To do:
All lines from the one with "pub mod formatter;" to the end of the entries below must be written out exactly. Leave out any other line.

(Records drawn from a dataset)
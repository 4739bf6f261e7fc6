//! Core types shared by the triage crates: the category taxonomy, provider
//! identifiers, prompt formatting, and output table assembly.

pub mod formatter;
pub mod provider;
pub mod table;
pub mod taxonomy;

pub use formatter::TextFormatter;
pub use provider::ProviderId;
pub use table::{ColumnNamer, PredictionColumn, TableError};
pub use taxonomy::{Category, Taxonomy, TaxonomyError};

Exercise output:
pub mod formatter;
pub mod provider;
pub mod table;
pub mod taxonomy;

pub use formatter::TextFormatter;
pub use provider::ProviderId;
pub use table::{ColumnNamer, PredictionColumn, TableError};
pub use taxonomy::{Category, Taxonomy, TaxonomyError};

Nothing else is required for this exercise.